START Material shown

// ============================================================================
// Execution
// ============================================================================

impl Coordinator {
    /// Runs one tool call.
    pub async fn execute_tool(&mut self, input: ToolInput) -> ToolOutput {
        let action = input.action;
        if !self.state.workflow_enabled() {
            return ToolOutput::success(MODE_OFF_MESSAGE.to_string(), ToolDetails::Disabled { action });
        }

        let result = match action {
            Action::Ready => self.tool_ready().await,
            Action::Show => self.tool_show(&input).await,
            Action::Claim => self.tool_claim(&input).await,
            Action::Close => self.tool_close(&input).await,
            Action::Comment => self.tool_comment(&input).await,
            Action::Create => self.tool_create(&input).await,
            Action::Status => self.tool_status().await,
        };
        let output = result.unwrap_or_else(|failed| failed);

        if output.is_error {
            warn!(action = %action, text = %output.text, "beads tool action failed");
        } else {
            info!(action = %action, "beads tool action completed");
        }
        output
    }

    /// Runs a tracker call, mapping failure to an error output.
    async fn run_action(&self, action: Action, args: &[&str]) -> Result<CommandRun, ToolOutput> {
        let result = self.client.br(args).await;
        let ok = result.success();
        let run = CommandRun::new(self.client.command_line(args), result);
        if ok {
            return Ok(run);
        }

        let text = match failure_summary(&run.stderr, &run.stdout) {
            Some(summary) => format!("beads {action} failed: {summary}"),
            None => format!("beads {action} failed"),
        };
        Err(ToolOutput::error(text, ToolDetails::Failed { action, run }))
    }

    async fn tool_ready(&mut self) -> ActionResult {
        let run = self
            .run_action(Action::Ready, &["ready", "--sort", "priority", "--json"])
            .await?;
        let issues = parse_issue_list(&run.stdout);
        let enriched = self.enrich_ready(&issues).await;
        Ok(ToolOutput::success(
            format_enriched_ready(&enriched),
            ToolDetails::Ready { run, issues },
        ))
    }

    /// Looks up parents and dependents for the first `enrich_limit` issues
    /// concurrently; the rest are shown bare.
    async fn enrich_ready(&self, issues: &[IssueSummary]) -> Vec<EnrichedIssue> {
        let limit = self.settings.enrich_limit.min(issues.len());
        let (head, tail) = issues.split_at(limit);
        let client = &self.client;

        let mut enriched = join_all(head.iter().map(|issue| async move {
            let (parent, unblocks) = dependency_neighbourhood(client, &issue.id, Some(ENRICH_TIMEOUT)).await;
            EnrichedIssue {
                issue: issue.clone(),
                parent,
                unblocks,
            }
        }))
        .await;
        enriched.extend(tail.iter().cloned().map(EnrichedIssue::bare));
        enriched
    }

    async fn tool_show(&mut self, input: &ToolInput) -> ActionResult {
        let id = required(input.id.as_deref(), Action::Show, "id")?;
        let run = self.run_action(Action::Show, &["show", id, "--json"]).await?;
        let issue_card = parse_show(&run.stdout);
        Ok(ToolOutput::success(
            run.text_or_ok(),
            ToolDetails::Show { run, issue_card },
        ))
    }

    async fn tool_claim(&mut self, input: &ToolInput) -> ActionResult {
        let id = required(input.id.as_deref(), Action::Claim, "id")?;
        if let Err(err) = self.state.check_claim(id) {
            return Err(rejected(Action::Claim, &err));
        }

        let run = self
            .run_action(Action::Claim, &["update", id, "--status", "in_progress"])
            .await?;
        if let Err(err) = self.state.claim(id) {
            return Err(rejected(Action::Claim, &err));
        }
        self.refresh_status().await;
        Ok(ToolOutput::success(run.text_or_ok(), ToolDetails::Claim { run }))
    }

    async fn tool_close(&mut self, input: &ToolInput) -> ActionResult {
        let id = required(input.id.as_deref(), Action::Close, "id")?;
        let reason = non_blank(input.reason.as_deref()).unwrap_or(DEFAULT_CLOSE_REASON);

        self.flush_file_list(id).await;
        let run = self
            .run_action(Action::Close, &["close", id, "--reason", reason])
            .await?;
        self.state.close(id);
        self.send_continue_message(id);
        self.refresh_status().await;

        let close_warning = self.nudge_commit_after_close(false).await;
        let mut text = run.text_or_ok();
        if let Some(warning) = close_warning {
            text.push_str("\n\n");
            text.push_str(warning);
        }
        Ok(ToolOutput::success(
            text,
            ToolDetails::Close {
                run,
                close_warning: close_warning.map(str::to_string),
            },
        ))
    }

    async fn tool_comment(&mut self, input: &ToolInput) -> ActionResult {
        let id = required(input.id.as_deref(), Action::Comment, "id")?;
        let comment = required(input.comment.as_deref(), Action::Comment, "comment text")?;

        let run = self
            .run_action(Action::Comment, &["comments", "add", id, comment])
            .await?;
        self.state.checkpoint_now();
        Ok(ToolOutput::success(
            run.text_or_ok(),
            ToolDetails::Comment {
                run,
                comment_text: comment.to_string(),
            },
        ))
    }

    async fn tool_create(&mut self, input: &ToolInput) -> ActionResult {
        let title = required(input.title.as_deref(), Action::Create, "title")?;
        let issue_type = non_blank(input.issue_type.as_deref()).unwrap_or(DEFAULT_ISSUE_TYPE);
        let priority = input.priority.unwrap_or(DEFAULT_PRIORITY);
        let priority_arg = priority.to_string();
        let description = non_blank(input.description.as_deref());

        let mut args = vec!["create", title, "--type", issue_type, "--priority", priority_arg.as_str()];
        if let Some(description) = description {
            args.extend(["--description", description]);
        }

        let run = self.run_action(Action::Create, &args).await?;
        self.refresh_status().await;

        let issue_card = IssueDetail {
            summary: IssueSummary {
                id: parse_created_id(&run.stdout),
                title: title.to_string(),
                issue_type: issue_type.to_string(),
                priority,
                status: IssueStatus::Open,
            },
            description: description.map(str::to_string),
            comments: None,
        };
        Ok(ToolOutput::success(
            run.text_or_ok(),
            ToolDetails::Create { run, issue_card },
        ))
    }

    async fn tool_status(&mut self) -> ActionResult {
        let run = self.run_action(Action::Status, &["stats"]).await?;
        Ok(ToolOutput::success(run.text_or_ok(), ToolDetails::Status { run }))
    }
}

fn rejected(action: Action, err: &StateError) -> ToolOutput {
    ToolOutput::error(
        format!("beads {action} failed: {err}"),
        ToolDetails::Rejected {
            action,
            reason: err.to_string(),
        },
    )
}

// ============================================================================
// Rendering
// ============================================================================

/// One-line rendering of a pending call.
#[must_use]
pub fn render_call(input: &ToolInput) -> String {
    let mut line = format!("beads {}", input.action);
    if let Some(id) = non_blank(input.id.as_deref()) {
        line.push(' ');
        line.push_str(id);
    }

    let preview = match input.action {
        Action::Create => input.title.as_deref(),
        Action::Comment => input.comment.as_deref(),
        Action::Close => input.reason.as_deref(),
        _ => None,
    };
    if let Some(preview) = non_blank(preview) {
        line.push_str(" — ");
        line.push_str(&truncate(&collapse_whitespace(preview), PREVIEW_LIMIT));
    }
    line
}

/// Renders a finished call; `expanded` appends the full output.
#[must_use]
pub fn render_result(output: &ToolOutput, expanded: bool) -> String {
    let action = output.details.action();
    let mut out = match &output.details {
        ToolDetails::Disabled { .. } => return output.text.clone(),
        ToolDetails::Missing { .. } | ToolDetails::Rejected { .. } => format!("✖ {}", output.text),
        ToolDetails::Failed { run, .. } => {
            let mut line = format!("✖ beads {action} failed");
            if let Some(summary) = failure_summary(&run.stderr, &run.stdout) {
                line.push_str(" — ");
                line.push_str(&summary);
            }
            if expanded {
                line.push_str(&format!("\n  $ {} (exit {})", run.command, run.exit_code));
                for stream in [&run.stderr, &run.stdout] {
                    let trimmed = stream.trim();
                    if !trimmed.is_empty() {
                        line.push_str("\n\n");
                        line.push_str(trimmed);
                    }
                }
            }
            return line;
        }
        ToolDetails::Show {
            issue_card: Some(card),
            ..
        }
        | ToolDetails::Create {
            issue_card: card, ..
        } => {
            let prefix = if action == Action::Create { "Created " } else { "" };
            render_card(&format_issue_card(card), prefix)
        }
        ToolDetails::Comment { comment_text, .. } => {
            let collapsed = collapse_whitespace(comment_text);
            format!("✓ Comment added\n  \"{}\"", truncate(&collapsed, PREVIEW_LIMIT))
        }
        ToolDetails::Close { run, close_warning } => {
            let mut line = format!("✓ {}", summarize_action_result(Action::Close, &run.stdout));
            if close_warning.is_some() {
                line.push_str("\n  ⚠ uncommitted changes remain");
            }
            line
        }
        ToolDetails::Ready { run, .. }
        | ToolDetails::Show { run, .. }
        | ToolDetails::Claim { run }
        | ToolDetails::Status { run } => {
            format!("✓ {}", summarize_action_result(action, &run.stdout))
        }
    };

    if expanded {
        out.push_str("\n\n");
        out.push_str(&output.text);
    }
    out
}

END Material shown

What to produce —
Copy all the lines above that hold the string "required".

Solution for this problem —
        let id = required(input.id.as_deref(), Action::Show, "id")?;
        let id = required(input.id.as_deref(), Action::Claim, "id")?;
        let id = required(input.id.as_deref(), Action::Close, "id")?;
        let id = required(input.id.as_deref(), Action::Comment, "id")?;
        let comment = required(input.comment.as_deref(), Action::Comment, "comment text")?;
        let title = required(input.title.as_deref(), Action::Create, "title")?;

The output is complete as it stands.